The reform in context
Prior to the Enterprise Act 2002 (Enterprise Act), HMRC ranked ahead of floating charge security holders (such as banks) in respect of unpaid taxes of insolvent companies. The Enterprise Act then removed this preferential status. Currently and prior to 1 December 2020, HMRC is an ordinary unsecured creditor in a company’s insolvency. This means that it ranks alongside other unsecured creditors (and behind floating charge holders).
The new law partially reverses the effect of the Enterprise Act so that, from 1 December 2020, HMRC will rank ahead of floating charge holders and unsecured creditors in respect of certain unpaid taxes that the relevant company collects on behalf of HMRC. These taxes include value added tax, pay as you earn income tax and employees’ national insurance contributions (Priority Taxes). There are no transitional arrangements for the introduction of the new law, which means that HMRC will have preferential status for Priority Taxes ahead of floating charges created at any time before or after 1 December 2020. Nor is the new Crown Preference subject to any time limit or financial cap. This means HMRC will also have priority in relation to historic arrears of Priority Taxes.
The current position will not change in respect of taxes that HMRC collects directly (e.g. corporation tax and employers’ national insurance contributions). HMRC will remain an ordinary unsecured creditor in respect of these taxes.

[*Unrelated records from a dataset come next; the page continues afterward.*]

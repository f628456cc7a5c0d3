use uuid::Uuid;

/// Payload keys written by the ingestion pipeline for every chunk point.
pub mod payload_keys {
	pub const CHUNK_ID: &str = "chunk_id";
	pub const SOURCE: &str = "source";
	pub const CONTENT: &str = "content";
	pub const SOURCE_TYPE: &str = "source_type";
	pub const CHUNK_INDEX: &str = "chunk_index";
	pub const METADATA: &str = "metadata";
}

/// Stable chunk identifier derived from the source path and chunk position.
pub fn chunk_id(source: &str, chunk_index: i64) -> Uuid {
	let name = format!("{source} : {chunk_index}");

	Uuid::new_v5(&Uuid::NAMESPACE_DNS, name.as_bytes())
}

#[cfg(test)]
mod tests {
	use super::*;

	#[test]
	fn chunk_id_is_stable_per_source_and_index() {
		let first = chunk_id("src/lib.rs", 3);

		assert_eq!(first, chunk_id("src/lib.rs", 3));
		assert_ne!(first, chunk_id("src/lib.rs", 4));
		assert_ne!(first, chunk_id("src/main.rs", 3));
	}
}
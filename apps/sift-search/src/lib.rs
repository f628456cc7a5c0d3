use std::path::PathBuf;

use clap::Parser;
use color_eyre::eyre;
use tracing_subscriber::EnvFilter;

use sift_service::{ResultSet, SearchRequest, SearchService, SourceType};

#[derive(Debug, Parser)]
#[command(
	version = sift_cli::VERSION,
	rename_all = "kebab",
	styles = sift_cli::styles(),
)]
pub struct Args {
	#[arg(long, short = 'c', value_name = "FILE")]
	pub config: PathBuf,
	#[arg(long, short = 'q', value_parser = sift_cli::non_blank)]
	pub query: String,
	/// Defaults to `search.default_limit`.
	#[arg(long, short = 'l')]
	pub limit: Option<u32>,
	/// One of `code`, `doc`, `markdown` or `pdf`.
	#[arg(long, short = 't', value_name = "TYPE")]
	pub source_type: Option<SourceType>,
	#[arg(long)]
	pub pretty: bool,
}
impl Args {
	pub fn request(&self) -> SearchRequest {
		SearchRequest { query: self.query.clone(), limit: self.limit, source_type: self.source_type }
	}
}

pub async fn run(args: Args) -> color_eyre::Result<()> {
	let config = sift_config::load(&args.config)?;

	init_tracing(&config)?;

	let service = SearchService::from_config(&config)?;
	let request = args.request();
	let result = tokio::select! {
		result = service.search(request) => result?,
		_ = tokio::signal::ctrl_c() => {
			tracing::warn!("Interrupted; in-flight search cancelled.");

			return Err(eyre::eyre!("Search cancelled."));
		},
	};

	println!("{}", render(&result, args.pretty)?);

	Ok(())
}

pub fn render(result: &ResultSet, pretty: bool) -> color_eyre::Result<String> {
	let rendered =
		if pretty { serde_json::to_string_pretty(result)? } else { serde_json::to_string(result)? };

	Ok(rendered)
}

fn init_tracing(config: &sift_config::Config) -> color_eyre::Result<()> {
	let filter =
		EnvFilter::try_new(&config.service.log_level).unwrap_or_else(|_| EnvFilter::new("info"));

	tracing_subscriber::fmt().with_env_filter(filter).with_writer(std::io::stderr).init();

	Ok(())
}
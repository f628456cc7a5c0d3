pub mod embedding;
pub mod rerank;

mod error;

pub use error::{Error, Result};

use reqwest::header::{AUTHORIZATION, HeaderMap, HeaderName};
use serde_json::{Map, Value};

pub fn auth_headers(api_key: &str, default_headers: &Map<String, Value>) -> Result<HeaderMap> {
	let mut headers = HeaderMap::new();

	headers.insert(AUTHORIZATION, format!("Bearer {api_key}").parse()?);

	for (key, value) in default_headers {
		let Some(raw) = value.as_str() else {
			return Err(Error::NonStringHeader { name: key.clone() });
		};

		headers.insert(HeaderName::from_bytes(key.as_bytes())?, raw.parse()?);
	}

	Ok(headers)
}

pub(crate) fn endpoint(api_base: &str, path: &str) -> String {
	format!("{api_base}{path}")
}
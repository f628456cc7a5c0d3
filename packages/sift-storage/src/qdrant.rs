pub const DENSE_VECTOR_NAME: &str = "dense";
pub const BM25_VECTOR_NAME: &str = "bm25";
pub const BM25_MODEL: &str = "qdrant/bm25";

use qdrant_client::qdrant::{Document, Query, QueryPointsBuilder, ScoredPoint};

use crate::{Error, Result};

pub struct QdrantStore {
	pub client: qdrant_client::Qdrant,
	pub collection: String,
	pub vector_dim: u32,
}
impl QdrantStore {
	pub fn new(cfg: &sift_config::Qdrant) -> Result<Self> {
		let client = qdrant_client::Qdrant::from_url(&cfg.url).build()?;

		Ok(Self { client, collection: cfg.collection.clone(), vector_dim: cfg.vector_dim })
	}

	/// Nearest neighbours on the dense named vector, best first.
	pub async fn dense_query(&self, vector: Vec<f32>, limit: u64) -> Result<Vec<ScoredPoint>> {
		if vector.len() != self.vector_dim as usize {
			return Err(Error::InvalidArgument(format!(
				"Query vector has {} dimensions; collection expects {}.",
				vector.len(),
				self.vector_dim
			)));
		}

		let search = QueryPointsBuilder::new(self.collection.clone())
			.query(Query::new_nearest(vector))
			.using(DENSE_VECTOR_NAME)
			.with_payload(true)
			.limit(limit);
		let response = self.client.query(search).await?;

		Ok(response.result)
	}

	/// BM25 ranking on the sparse named vector, best first. Qdrant tokenizes the text server side.
	pub async fn bm25_query(&self, text: &str, limit: u64) -> Result<Vec<ScoredPoint>> {
		let search = QueryPointsBuilder::new(self.collection.clone())
			.query(Query::new_nearest(Document::new(text.to_string(), BM25_MODEL)))
			.using(BM25_VECTOR_NAME)
			.with_payload(true)
			.limit(limit);
		let response = self.client.query(search).await?;

		Ok(response.result)
	}
}
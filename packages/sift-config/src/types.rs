use serde::Deserialize;
use serde_json::{Map, Value};

#[derive(Debug, Clone, Deserialize)]
pub struct Config {
	pub service: Service,
	pub storage: Storage,
	pub providers: Providers,
	pub search: Search,
}

#[derive(Debug, Clone, Deserialize)]
pub struct Service {
	#[serde(default = "default_log_level")]
	pub log_level: String,
}

#[derive(Debug, Clone, Deserialize)]
pub struct Storage {
	pub qdrant: Qdrant,
}

#[derive(Debug, Clone, Deserialize)]
pub struct Qdrant {
	pub url: String,
	pub collection: String,
	pub vector_dim: u32,
}

#[derive(Debug, Clone, Deserialize)]
pub struct Providers {
	pub embedding: EmbeddingProviderConfig,
	pub rerank: ProviderConfig,
}

#[derive(Debug, Clone, Deserialize)]
pub struct EmbeddingProviderConfig {
	pub provider_id: String,
	pub api_base: String,
	pub api_key: String,
	pub path: String,
	pub model: String,
	pub dimensions: u32,
	pub timeout_ms: u64,
	#[serde(default)]
	pub default_headers: Map<String, Value>,
}

#[derive(Debug, Clone, Deserialize)]
pub struct ProviderConfig {
	pub provider_id: String,
	pub api_base: String,
	pub api_key: String,
	pub path: String,
	pub model: String,
	pub timeout_ms: u64,
	#[serde(default)]
	pub default_headers: Map<String, Value>,
}

#[derive(Debug, Clone, Deserialize)]
pub struct Search {
	/// Per-source candidate cap (K). Must be at least `max_limit`.
	pub candidate_k: u32,
	/// Limit applied when a request does not carry one.
	pub default_limit: u32,
	/// Largest limit a request may ask for.
	pub max_limit: u32,
	/// Number of fused candidates sent to the reranker.
	pub rerank_top_n: u32,
	/// RRF smoothing constant.
	#[serde(default = "default_rrf_k")]
	pub rrf_k: u32,
	pub timeouts: SearchTimeouts,
}

#[derive(Debug, Clone, Deserialize)]
pub struct SearchTimeouts {
	pub candidate_fetch_ms: u64,
	pub rerank_ms: u64,
}

fn default_log_level() -> String {
	"info".to_string()
}

fn default_rrf_k() -> u32 {
	60
}
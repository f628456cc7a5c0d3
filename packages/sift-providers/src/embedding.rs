use std::time::Duration;

use reqwest::Client;
use serde_json::Value;

use sift_config::EmbeddingProviderConfig;

use crate::{Error, Result};

/// OpenAI-compatible embeddings endpoint client. One instance is shared by all searches.
pub struct HttpEmbedder {
	cfg: EmbeddingProviderConfig,
	client: Client,
}
impl HttpEmbedder {
	pub fn new(cfg: &EmbeddingProviderConfig) -> Result<Self> {
		let client = Client::builder().timeout(Duration::from_millis(cfg.timeout_ms)).build()?;

		Ok(Self { cfg: cfg.clone(), client })
	}

	pub async fn embed(&self, texts: &[String]) -> Result<Vec<Vec<f32>>> {
		let url = crate::endpoint(&self.cfg.api_base, &self.cfg.path);
		let body = serde_json::json!({
			"model": self.cfg.model,
			"input": texts,
			"dimensions": self.cfg.dimensions,
		});
		let res = self
			.client
			.post(url)
			.headers(crate::auth_headers(&self.cfg.api_key, &self.cfg.default_headers)?)
			.json(&body)
			.send()
			.await?;
		let json: Value = res.error_for_status()?.json().await?;
		let vectors = parse_embedding_response(json)?;

		if vectors.len() != texts.len() {
			return Err(Error::VectorCountMismatch {
				expected: texts.len(),
				actual: vectors.len(),
			});
		}

		Ok(vectors)
	}
}

fn parse_embedding_response(json: Value) -> Result<Vec<Vec<f32>>> {
	let data = json.get("data").and_then(|v| v.as_array()).ok_or_else(|| {
		Error::MalformedResponse { message: "Embedding response is missing data array.".to_string() }
	})?;

	let mut indexed: Vec<(usize, Vec<f32>)> = Vec::with_capacity(data.len());

	for (fallback_index, item) in data.iter().enumerate() {
		let index = item
			.get("index")
			.and_then(|v| v.as_u64())
			.map(|v| v as usize)
			.unwrap_or(fallback_index);
		let embedding = item.get("embedding").and_then(|v| v.as_array()).ok_or_else(|| {
			Error::MalformedResponse {
				message: "Embedding item missing embedding array.".to_string(),
			}
		})?;
		let mut vec = Vec::with_capacity(embedding.len());

		for value in embedding {
			let number = value.as_f64().ok_or_else(|| Error::MalformedResponse {
				message: "Embedding value must be numeric.".to_string(),
			})?;

			vec.push(number as f32);
		}

		indexed.push((index, vec));
	}

	indexed.sort_by_key(|(index, _)| *index);

	Ok(indexed.into_iter().map(|(_, vec)| vec).collect())
}

#[cfg(test)]
mod tests {
	use super::*;

	#[test]
	fn parses_embeddings_in_index_order() {
		let json = serde_json::json!({
			"data": [
				{ "index": 1, "embedding": [2.0, 3.0] },
				{ "index": 0, "embedding": [0.5, 1.5] }
			]
		});
		let parsed = parse_embedding_response(json).expect("parse failed");

		assert_eq!(parsed.len(), 2);
		assert_eq!(parsed[0], vec![0.5, 1.5]);
		assert_eq!(parsed[1], vec![2.0, 3.0]);
	}

	#[test]
	fn rejects_non_numeric_values() {
		let json = serde_json::json!({ "data": [{ "index": 0, "embedding": ["x"] }] });

		assert!(matches!(parse_embedding_response(json), Err(Error::MalformedResponse { .. })));
	}
}
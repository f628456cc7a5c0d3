mod error;
mod types;

pub use error::{Error, Result};
pub use types::{
	Config, EmbeddingProviderConfig, ProviderConfig, Providers, Qdrant, Search, SearchTimeouts,
	Service, Storage,
};

use std::{fs, path::Path};

pub fn load(path: &Path) -> Result<Config> {
	let raw = fs::read_to_string(path)
		.map_err(|err| Error::ReadConfig { path: path.to_path_buf(), source: err })?;

	let mut cfg: Config = toml::from_str(&raw)
		.map_err(|err| Error::ParseConfig { path: path.to_path_buf(), source: err })?;

	normalize(&mut cfg);

	validate(&cfg)?;

	Ok(cfg)
}

pub fn validate(cfg: &Config) -> Result<()> {
	if cfg.storage.qdrant.url.trim().is_empty() {
		return Err(Error::Validation {
			message: "storage.qdrant.url must be non-empty.".to_string(),
		});
	}
	if cfg.storage.qdrant.collection.trim().is_empty() {
		return Err(Error::Validation {
			message: "storage.qdrant.collection must be non-empty.".to_string(),
		});
	}
	if cfg.providers.embedding.dimensions == 0 {
		return Err(Error::Validation {
			message: "providers.embedding.dimensions must be greater than zero.".to_string(),
		});
	}
	if cfg.providers.embedding.dimensions != cfg.storage.qdrant.vector_dim {
		return Err(Error::Validation {
			message: "providers.embedding.dimensions must match storage.qdrant.vector_dim."
				.to_string(),
		});
	}

	validate_search(&cfg.search)?;

	for (label, key) in
		[("embedding", &cfg.providers.embedding.api_key), ("rerank", &cfg.providers.rerank.api_key)]
	{
		if key.trim().is_empty() {
			return Err(Error::Validation {
				message: format!("Provider {label} api_key must be non-empty."),
			});
		}
	}
	for (label, timeout_ms) in [
		("embedding", cfg.providers.embedding.timeout_ms),
		("rerank", cfg.providers.rerank.timeout_ms),
	] {
		if timeout_ms == 0 {
			return Err(Error::Validation {
				message: format!("Provider {label} timeout_ms must be greater than zero."),
			});
		}
	}

	Ok(())
}

pub fn validate_search(search: &Search) -> Result<()> {
	if search.default_limit == 0 {
		return Err(Error::Validation {
			message: "search.default_limit must be greater than zero.".to_string(),
		});
	}
	if search.max_limit < search.default_limit {
		return Err(Error::Validation {
			message: "search.max_limit must be at least search.default_limit.".to_string(),
		});
	}
	if search.candidate_k < search.max_limit {
		return Err(Error::Validation {
			message: "search.candidate_k must be at least search.max_limit.".to_string(),
		});
	}
	if search.rerank_top_n == 0 {
		return Err(Error::Validation {
			message: "search.rerank_top_n must be greater than zero.".to_string(),
		});
	}
	if search.rrf_k == 0 {
		return Err(Error::Validation {
			message: "search.rrf_k must be greater than zero.".to_string(),
		});
	}
	if search.timeouts.candidate_fetch_ms == 0 {
		return Err(Error::Validation {
			message: "search.timeouts.candidate_fetch_ms must be greater than zero.".to_string(),
		});
	}
	if search.timeouts.rerank_ms == 0 {
		return Err(Error::Validation {
			message: "search.timeouts.rerank_ms must be greater than zero.".to_string(),
		});
	}

	Ok(())
}

fn normalize(cfg: &mut Config) {
	if cfg.service.log_level.trim().is_empty() {
		cfg.service.log_level = "info".to_string();
	}

	cfg.storage.qdrant.url = cfg.storage.qdrant.url.trim().to_string();
	cfg.providers.embedding.api_base =
		cfg.providers.embedding.api_base.trim_end_matches('/').to_string();
	cfg.providers.rerank.api_base = cfg.providers.rerank.api_base.trim_end_matches('/').to_string();
}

Impact on bank lenders and other secured creditors
At present, a lender who is relying on its borrower’s floating charge assets enjoys priority over HMRC in respect of unpaid taxes if its borrower company becomes insolvent. This is because HMRC currently ranks alongside other ordinary, unsecured creditors in the insolvency distribution waterfall.
However, after 1 December 2020, such a lender will need to be aware that an insolvent company’s unpaid Priority Taxes could have a significant detrimental impact on the lender’s recoveries from the insolvency. This is because such Priority Tax liabilities will be paid to HMRC from the proceeds of floating charge assets before amounts owing to the floating charge holder itself and to other unsecured creditors.
Impact on borrowers
The increased risk to lenders and other secured creditors means that borrowers may find that the amount of funding such lenders are willing to make available to them is significantly reduced. Such lenders are likely to take a conservative view of the risk and take steps to enhance their security position, reduce their exposure against assets subject to a floating charge and impose tighter controls on borrowers.
Fixed versus floating charges
The reintroduction of Crown Preference does not affect fixed-charge security holders, who will continue to rank ahead of preferential creditors, including HMRC. Lenders may therefore revisit the security packages they have in place on existing deals and examine their underwriting and operational procedures for new business in order to increase the likelihood that, wherever possible, they have the benefit of fixed (rather than floating) security.
Tax due diligence and ongoing monitoring
Where lenders continue to rely on floating charges, they will need to have a good understanding of the borrower’s tax compliance and may want to see evidence of accurate tax records going back several years as a condition precedent to financing. In addition, lenders are likely to require enhanced representations and warranties in relation to tax compliance and the ability to audit the borrower’s tax affairs in order to ensure that Priority Taxes have been paid up to date.
The return of Crown Preference is of particular concern in the current economic climate, when many businesses are struggling with the impact of the COVID-19 pandemic. Floating charge funding is one of the most frequently used tools for business turnaround, and the restoration of the Crown Preference may make rescue finance harder to find for distressed businesses.